*Collection entries*
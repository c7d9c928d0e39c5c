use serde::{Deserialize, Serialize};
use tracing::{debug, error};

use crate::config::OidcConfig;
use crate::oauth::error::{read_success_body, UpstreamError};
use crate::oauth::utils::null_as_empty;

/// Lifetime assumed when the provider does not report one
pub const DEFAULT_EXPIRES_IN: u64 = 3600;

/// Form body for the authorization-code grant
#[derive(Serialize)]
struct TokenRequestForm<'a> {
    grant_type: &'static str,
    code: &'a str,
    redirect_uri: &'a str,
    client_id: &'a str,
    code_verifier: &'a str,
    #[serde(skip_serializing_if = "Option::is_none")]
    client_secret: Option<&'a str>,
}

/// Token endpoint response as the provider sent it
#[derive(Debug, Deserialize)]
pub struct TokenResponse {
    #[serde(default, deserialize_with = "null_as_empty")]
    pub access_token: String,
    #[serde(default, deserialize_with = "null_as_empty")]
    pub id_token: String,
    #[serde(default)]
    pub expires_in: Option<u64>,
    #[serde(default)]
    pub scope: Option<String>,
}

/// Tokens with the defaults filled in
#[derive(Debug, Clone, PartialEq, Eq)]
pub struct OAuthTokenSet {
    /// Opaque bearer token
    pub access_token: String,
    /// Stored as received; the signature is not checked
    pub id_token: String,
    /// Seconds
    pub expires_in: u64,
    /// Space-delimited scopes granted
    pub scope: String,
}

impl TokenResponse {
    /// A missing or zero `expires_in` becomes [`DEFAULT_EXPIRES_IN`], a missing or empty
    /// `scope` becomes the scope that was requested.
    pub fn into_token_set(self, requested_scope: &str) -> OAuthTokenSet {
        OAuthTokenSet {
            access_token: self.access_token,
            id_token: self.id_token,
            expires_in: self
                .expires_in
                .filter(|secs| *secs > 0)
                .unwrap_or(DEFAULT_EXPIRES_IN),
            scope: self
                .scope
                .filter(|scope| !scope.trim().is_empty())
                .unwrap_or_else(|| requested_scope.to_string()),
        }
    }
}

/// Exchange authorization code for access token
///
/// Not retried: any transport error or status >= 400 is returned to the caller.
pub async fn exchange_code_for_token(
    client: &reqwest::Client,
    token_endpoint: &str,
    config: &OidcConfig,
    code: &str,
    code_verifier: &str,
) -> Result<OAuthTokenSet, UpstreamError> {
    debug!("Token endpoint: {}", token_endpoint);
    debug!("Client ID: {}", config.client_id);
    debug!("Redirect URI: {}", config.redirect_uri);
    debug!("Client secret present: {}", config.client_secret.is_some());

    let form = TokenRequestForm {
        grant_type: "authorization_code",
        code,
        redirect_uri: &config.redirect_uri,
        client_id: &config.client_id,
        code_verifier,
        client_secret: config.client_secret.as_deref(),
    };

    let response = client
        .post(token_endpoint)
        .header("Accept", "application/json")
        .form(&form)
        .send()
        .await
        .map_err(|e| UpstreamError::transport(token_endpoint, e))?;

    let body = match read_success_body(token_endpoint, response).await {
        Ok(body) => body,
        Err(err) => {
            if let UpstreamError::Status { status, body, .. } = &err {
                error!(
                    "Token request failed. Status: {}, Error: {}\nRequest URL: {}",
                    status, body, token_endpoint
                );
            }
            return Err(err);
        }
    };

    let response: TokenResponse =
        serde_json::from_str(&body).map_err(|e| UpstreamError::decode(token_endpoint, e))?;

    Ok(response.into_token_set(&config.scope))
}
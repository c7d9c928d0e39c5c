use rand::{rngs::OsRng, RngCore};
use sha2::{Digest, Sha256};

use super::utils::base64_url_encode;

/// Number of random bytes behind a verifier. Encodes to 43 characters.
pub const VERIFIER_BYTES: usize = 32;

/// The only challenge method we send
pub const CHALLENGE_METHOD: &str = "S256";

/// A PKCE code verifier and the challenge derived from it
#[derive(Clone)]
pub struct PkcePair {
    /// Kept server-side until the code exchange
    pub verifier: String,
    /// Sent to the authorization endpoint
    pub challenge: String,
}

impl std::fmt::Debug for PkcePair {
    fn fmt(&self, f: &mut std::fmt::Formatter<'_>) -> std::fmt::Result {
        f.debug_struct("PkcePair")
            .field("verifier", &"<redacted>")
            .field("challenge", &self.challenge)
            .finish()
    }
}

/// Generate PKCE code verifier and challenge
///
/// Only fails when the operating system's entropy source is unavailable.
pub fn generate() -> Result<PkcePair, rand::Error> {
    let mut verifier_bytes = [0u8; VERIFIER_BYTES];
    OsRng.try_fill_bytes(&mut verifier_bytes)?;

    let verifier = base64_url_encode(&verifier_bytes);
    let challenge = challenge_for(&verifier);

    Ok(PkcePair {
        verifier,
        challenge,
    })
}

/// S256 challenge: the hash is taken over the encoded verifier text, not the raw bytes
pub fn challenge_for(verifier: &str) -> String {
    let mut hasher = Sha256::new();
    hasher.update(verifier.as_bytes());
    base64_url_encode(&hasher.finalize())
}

---

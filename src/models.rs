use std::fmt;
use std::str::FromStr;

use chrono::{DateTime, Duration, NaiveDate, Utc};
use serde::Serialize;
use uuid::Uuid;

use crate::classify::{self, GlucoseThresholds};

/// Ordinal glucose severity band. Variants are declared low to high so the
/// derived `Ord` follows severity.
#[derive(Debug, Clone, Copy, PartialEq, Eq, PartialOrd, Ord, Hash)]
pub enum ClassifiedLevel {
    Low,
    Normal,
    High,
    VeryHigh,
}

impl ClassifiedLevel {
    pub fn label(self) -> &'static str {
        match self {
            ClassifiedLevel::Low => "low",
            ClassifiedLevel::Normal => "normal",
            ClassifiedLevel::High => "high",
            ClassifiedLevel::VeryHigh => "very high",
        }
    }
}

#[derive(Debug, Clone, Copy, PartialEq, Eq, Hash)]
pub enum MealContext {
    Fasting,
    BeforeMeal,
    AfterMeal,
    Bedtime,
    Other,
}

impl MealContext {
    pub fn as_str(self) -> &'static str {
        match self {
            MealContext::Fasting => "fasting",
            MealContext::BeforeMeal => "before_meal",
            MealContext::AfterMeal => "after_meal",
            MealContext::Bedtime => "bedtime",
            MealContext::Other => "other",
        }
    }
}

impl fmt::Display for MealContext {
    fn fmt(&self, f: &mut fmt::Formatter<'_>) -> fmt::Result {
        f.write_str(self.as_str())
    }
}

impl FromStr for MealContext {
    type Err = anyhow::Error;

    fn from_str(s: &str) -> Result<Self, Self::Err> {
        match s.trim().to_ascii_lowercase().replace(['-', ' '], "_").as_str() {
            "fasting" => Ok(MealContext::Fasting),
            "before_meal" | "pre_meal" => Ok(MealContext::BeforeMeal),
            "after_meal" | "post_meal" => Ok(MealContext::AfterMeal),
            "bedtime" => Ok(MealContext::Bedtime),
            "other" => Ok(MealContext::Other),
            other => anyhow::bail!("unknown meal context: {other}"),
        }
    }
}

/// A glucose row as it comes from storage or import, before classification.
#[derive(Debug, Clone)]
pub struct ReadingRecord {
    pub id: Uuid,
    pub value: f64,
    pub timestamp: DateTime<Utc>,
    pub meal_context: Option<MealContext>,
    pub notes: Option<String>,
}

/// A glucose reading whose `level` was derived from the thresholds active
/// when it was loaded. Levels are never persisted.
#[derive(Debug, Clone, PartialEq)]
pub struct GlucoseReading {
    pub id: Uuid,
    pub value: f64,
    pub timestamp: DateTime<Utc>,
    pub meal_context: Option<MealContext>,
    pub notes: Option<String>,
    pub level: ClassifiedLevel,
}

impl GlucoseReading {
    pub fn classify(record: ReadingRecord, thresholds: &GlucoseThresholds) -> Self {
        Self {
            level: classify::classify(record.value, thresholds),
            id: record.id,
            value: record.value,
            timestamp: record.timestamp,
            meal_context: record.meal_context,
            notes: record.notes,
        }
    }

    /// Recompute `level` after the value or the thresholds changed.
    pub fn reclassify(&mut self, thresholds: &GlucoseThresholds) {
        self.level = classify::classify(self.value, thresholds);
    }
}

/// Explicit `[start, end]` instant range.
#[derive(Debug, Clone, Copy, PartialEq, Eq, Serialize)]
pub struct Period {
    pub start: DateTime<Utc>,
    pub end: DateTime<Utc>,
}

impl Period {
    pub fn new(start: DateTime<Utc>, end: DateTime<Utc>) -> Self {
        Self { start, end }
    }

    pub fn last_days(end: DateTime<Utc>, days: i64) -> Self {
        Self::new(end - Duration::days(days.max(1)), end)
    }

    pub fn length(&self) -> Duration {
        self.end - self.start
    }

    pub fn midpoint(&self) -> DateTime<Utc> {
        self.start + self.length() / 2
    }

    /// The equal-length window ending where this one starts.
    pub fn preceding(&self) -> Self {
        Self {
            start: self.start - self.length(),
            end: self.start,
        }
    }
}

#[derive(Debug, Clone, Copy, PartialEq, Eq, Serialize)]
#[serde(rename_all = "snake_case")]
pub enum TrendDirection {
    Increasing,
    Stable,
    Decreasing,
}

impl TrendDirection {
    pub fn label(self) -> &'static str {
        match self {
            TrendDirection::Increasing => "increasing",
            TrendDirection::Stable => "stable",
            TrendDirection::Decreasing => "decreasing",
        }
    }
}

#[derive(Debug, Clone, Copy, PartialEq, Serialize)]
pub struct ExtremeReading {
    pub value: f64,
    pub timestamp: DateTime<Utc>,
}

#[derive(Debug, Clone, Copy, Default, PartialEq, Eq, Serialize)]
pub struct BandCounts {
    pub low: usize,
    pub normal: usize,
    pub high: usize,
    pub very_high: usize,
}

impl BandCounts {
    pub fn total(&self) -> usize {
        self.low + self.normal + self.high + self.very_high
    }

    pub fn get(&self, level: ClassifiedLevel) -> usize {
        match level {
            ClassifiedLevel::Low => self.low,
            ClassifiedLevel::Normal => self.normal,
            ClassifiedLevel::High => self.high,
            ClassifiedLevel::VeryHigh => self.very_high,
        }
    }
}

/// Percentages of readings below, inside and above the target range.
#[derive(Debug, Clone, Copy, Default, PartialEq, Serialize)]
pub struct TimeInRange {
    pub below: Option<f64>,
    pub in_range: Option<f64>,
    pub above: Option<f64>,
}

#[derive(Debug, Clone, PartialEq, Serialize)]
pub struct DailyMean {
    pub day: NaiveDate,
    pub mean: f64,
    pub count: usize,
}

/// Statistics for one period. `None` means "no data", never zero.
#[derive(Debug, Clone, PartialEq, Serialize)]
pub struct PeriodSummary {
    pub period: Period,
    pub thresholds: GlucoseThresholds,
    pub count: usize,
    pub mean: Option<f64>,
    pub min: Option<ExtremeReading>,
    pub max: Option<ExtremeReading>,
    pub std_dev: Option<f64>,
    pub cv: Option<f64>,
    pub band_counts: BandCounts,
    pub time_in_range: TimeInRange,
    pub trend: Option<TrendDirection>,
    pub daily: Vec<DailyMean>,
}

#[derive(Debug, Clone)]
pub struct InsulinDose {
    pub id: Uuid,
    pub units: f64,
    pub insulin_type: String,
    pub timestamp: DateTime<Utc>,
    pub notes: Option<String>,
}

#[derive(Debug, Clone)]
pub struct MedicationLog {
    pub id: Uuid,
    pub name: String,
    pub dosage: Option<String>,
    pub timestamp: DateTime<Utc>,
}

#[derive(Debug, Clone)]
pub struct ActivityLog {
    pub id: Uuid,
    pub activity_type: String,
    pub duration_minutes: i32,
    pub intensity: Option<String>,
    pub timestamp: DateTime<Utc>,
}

==

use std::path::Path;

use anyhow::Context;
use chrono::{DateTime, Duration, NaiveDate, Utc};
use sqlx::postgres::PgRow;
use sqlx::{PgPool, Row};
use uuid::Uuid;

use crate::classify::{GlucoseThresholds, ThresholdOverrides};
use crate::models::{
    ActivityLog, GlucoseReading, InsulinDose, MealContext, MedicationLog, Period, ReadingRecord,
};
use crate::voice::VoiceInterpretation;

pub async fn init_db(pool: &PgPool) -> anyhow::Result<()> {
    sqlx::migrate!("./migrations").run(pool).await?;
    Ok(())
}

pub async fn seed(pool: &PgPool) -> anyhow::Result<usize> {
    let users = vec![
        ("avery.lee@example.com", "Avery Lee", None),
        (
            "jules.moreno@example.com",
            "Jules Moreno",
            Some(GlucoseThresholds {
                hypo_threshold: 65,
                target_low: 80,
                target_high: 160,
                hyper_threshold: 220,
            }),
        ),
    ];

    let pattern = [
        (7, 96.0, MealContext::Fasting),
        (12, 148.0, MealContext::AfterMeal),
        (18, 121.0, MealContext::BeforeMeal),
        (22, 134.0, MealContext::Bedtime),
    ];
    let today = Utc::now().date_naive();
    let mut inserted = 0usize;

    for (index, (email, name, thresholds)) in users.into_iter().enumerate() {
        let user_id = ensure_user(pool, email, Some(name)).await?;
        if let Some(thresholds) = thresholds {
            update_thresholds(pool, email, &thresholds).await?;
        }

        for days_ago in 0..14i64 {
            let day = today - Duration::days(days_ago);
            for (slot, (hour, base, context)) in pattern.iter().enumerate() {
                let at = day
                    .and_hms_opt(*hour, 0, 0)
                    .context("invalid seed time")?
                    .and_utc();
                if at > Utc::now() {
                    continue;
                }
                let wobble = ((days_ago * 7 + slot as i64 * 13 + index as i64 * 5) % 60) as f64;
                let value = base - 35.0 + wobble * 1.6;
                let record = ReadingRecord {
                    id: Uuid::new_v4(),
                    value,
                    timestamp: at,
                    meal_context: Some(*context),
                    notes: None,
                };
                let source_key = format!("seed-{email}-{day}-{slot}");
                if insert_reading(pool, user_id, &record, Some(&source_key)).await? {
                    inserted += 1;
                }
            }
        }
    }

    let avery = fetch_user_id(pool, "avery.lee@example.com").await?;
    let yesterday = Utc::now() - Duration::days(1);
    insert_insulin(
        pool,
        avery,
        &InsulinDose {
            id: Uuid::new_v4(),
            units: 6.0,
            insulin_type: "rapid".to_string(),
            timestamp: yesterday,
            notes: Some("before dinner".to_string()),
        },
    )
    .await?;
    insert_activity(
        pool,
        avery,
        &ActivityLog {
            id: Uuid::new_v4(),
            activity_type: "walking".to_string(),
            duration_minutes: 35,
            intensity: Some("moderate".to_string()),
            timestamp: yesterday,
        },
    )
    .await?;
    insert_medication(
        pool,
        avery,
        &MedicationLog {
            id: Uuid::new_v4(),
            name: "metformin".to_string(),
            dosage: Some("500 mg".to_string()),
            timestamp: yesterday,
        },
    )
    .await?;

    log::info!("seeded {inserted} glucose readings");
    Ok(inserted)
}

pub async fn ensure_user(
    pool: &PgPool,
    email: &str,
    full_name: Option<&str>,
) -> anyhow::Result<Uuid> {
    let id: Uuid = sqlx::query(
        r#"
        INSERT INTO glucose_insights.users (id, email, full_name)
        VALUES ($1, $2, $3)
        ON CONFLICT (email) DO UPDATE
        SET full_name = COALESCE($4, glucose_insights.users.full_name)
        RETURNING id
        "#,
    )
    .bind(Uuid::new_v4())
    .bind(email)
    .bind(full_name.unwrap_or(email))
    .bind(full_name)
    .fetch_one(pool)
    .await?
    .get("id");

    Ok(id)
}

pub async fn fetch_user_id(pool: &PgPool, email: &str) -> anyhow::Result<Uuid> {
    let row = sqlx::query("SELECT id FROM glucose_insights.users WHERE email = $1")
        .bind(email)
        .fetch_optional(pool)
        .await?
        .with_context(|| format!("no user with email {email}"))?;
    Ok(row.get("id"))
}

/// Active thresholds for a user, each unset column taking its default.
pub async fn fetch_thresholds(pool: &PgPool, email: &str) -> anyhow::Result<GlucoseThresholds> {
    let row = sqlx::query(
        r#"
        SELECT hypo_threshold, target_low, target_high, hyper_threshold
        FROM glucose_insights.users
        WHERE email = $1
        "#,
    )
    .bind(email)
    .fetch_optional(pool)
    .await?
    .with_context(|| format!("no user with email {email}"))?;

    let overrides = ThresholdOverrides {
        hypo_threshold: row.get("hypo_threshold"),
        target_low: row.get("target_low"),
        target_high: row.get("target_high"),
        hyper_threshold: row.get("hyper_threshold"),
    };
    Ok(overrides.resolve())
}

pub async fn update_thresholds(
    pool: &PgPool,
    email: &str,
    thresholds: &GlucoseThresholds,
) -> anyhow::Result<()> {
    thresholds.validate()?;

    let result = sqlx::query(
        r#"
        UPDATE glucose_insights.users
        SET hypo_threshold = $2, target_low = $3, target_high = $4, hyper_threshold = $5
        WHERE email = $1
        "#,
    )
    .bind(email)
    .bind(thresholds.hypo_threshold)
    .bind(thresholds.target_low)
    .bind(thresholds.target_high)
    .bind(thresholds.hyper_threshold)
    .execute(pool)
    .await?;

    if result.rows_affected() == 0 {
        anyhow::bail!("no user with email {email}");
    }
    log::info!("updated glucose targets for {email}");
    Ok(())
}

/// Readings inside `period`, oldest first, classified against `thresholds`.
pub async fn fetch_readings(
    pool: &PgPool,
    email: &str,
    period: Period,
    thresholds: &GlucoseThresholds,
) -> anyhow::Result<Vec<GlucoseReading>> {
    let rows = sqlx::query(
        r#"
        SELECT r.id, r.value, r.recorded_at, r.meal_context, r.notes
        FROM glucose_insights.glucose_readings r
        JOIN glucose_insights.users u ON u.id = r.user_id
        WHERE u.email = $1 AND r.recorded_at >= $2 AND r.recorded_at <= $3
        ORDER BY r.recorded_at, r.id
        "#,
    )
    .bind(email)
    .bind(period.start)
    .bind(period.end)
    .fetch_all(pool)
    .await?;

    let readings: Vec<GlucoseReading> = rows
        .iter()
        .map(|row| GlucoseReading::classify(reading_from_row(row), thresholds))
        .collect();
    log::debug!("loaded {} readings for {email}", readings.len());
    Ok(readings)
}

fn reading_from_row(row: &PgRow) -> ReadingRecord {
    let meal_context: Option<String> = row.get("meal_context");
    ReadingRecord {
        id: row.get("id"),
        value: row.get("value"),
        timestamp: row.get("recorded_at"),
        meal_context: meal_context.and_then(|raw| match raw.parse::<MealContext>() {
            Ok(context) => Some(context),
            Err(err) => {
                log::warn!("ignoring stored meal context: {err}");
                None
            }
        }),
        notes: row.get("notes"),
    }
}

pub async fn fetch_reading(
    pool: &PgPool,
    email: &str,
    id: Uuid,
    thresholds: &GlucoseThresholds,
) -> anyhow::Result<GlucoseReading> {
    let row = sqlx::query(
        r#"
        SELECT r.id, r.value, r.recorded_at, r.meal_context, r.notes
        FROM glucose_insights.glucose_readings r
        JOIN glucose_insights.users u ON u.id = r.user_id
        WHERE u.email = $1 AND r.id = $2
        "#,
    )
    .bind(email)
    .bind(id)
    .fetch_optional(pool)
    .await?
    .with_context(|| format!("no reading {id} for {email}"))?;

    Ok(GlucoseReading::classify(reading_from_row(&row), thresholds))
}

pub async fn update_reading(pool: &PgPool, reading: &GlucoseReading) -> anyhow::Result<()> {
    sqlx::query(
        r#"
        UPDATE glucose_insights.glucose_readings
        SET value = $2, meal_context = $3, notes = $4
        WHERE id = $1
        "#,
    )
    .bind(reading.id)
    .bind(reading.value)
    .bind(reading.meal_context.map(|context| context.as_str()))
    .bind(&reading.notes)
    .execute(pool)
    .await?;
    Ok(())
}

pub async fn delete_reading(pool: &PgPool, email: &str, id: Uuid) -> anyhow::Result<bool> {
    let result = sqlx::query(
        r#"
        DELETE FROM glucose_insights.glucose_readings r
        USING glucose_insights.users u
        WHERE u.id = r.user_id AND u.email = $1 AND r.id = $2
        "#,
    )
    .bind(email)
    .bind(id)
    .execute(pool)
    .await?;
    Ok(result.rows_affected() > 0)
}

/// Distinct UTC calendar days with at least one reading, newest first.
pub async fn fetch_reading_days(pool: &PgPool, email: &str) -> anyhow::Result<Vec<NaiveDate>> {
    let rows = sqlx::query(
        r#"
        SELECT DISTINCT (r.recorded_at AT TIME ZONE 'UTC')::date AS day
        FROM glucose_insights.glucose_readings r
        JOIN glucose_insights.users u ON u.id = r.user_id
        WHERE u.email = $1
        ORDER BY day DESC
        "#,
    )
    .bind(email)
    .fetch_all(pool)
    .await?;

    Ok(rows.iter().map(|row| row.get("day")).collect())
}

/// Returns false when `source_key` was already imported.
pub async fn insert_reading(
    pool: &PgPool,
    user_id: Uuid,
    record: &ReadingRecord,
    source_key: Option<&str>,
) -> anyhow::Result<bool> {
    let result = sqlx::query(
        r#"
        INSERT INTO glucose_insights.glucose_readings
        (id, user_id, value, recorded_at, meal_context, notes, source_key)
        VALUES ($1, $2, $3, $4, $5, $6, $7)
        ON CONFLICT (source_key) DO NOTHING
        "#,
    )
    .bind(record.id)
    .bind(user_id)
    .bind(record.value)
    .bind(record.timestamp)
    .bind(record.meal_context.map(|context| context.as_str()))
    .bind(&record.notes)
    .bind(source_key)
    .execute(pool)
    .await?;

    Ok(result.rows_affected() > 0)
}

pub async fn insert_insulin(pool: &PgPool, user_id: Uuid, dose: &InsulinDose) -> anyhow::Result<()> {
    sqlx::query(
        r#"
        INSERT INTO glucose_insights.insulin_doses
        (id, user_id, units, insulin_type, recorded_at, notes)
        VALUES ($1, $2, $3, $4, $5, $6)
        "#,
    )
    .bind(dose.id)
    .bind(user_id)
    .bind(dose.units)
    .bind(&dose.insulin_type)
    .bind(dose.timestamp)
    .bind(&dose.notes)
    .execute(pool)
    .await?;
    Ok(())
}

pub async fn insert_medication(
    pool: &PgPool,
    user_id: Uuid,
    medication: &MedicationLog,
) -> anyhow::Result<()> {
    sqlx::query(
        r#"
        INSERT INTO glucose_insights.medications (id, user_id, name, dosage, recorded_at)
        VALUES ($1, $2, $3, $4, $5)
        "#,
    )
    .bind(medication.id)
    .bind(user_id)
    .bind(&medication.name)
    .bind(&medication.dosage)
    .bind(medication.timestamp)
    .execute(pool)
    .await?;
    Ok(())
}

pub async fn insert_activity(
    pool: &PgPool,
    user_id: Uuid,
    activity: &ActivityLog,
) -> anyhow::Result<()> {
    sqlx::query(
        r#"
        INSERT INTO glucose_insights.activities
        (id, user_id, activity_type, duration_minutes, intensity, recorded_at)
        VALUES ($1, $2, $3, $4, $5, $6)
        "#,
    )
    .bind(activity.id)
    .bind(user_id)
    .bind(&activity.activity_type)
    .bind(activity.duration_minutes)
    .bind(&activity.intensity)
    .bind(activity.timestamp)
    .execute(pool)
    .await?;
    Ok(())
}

*TASK DIRECTIONS*
Go through the records and copy each line with "impl" in it.

*RESPONSE*
impl TokenResponse {
impl std::fmt::Debug for PkcePair {
impl ClassifiedLevel {
impl MealContext {
impl fmt::Display for MealContext {
impl FromStr for MealContext {
impl GlucoseReading {
impl Period {
impl TrendDirection {
impl BandCounts {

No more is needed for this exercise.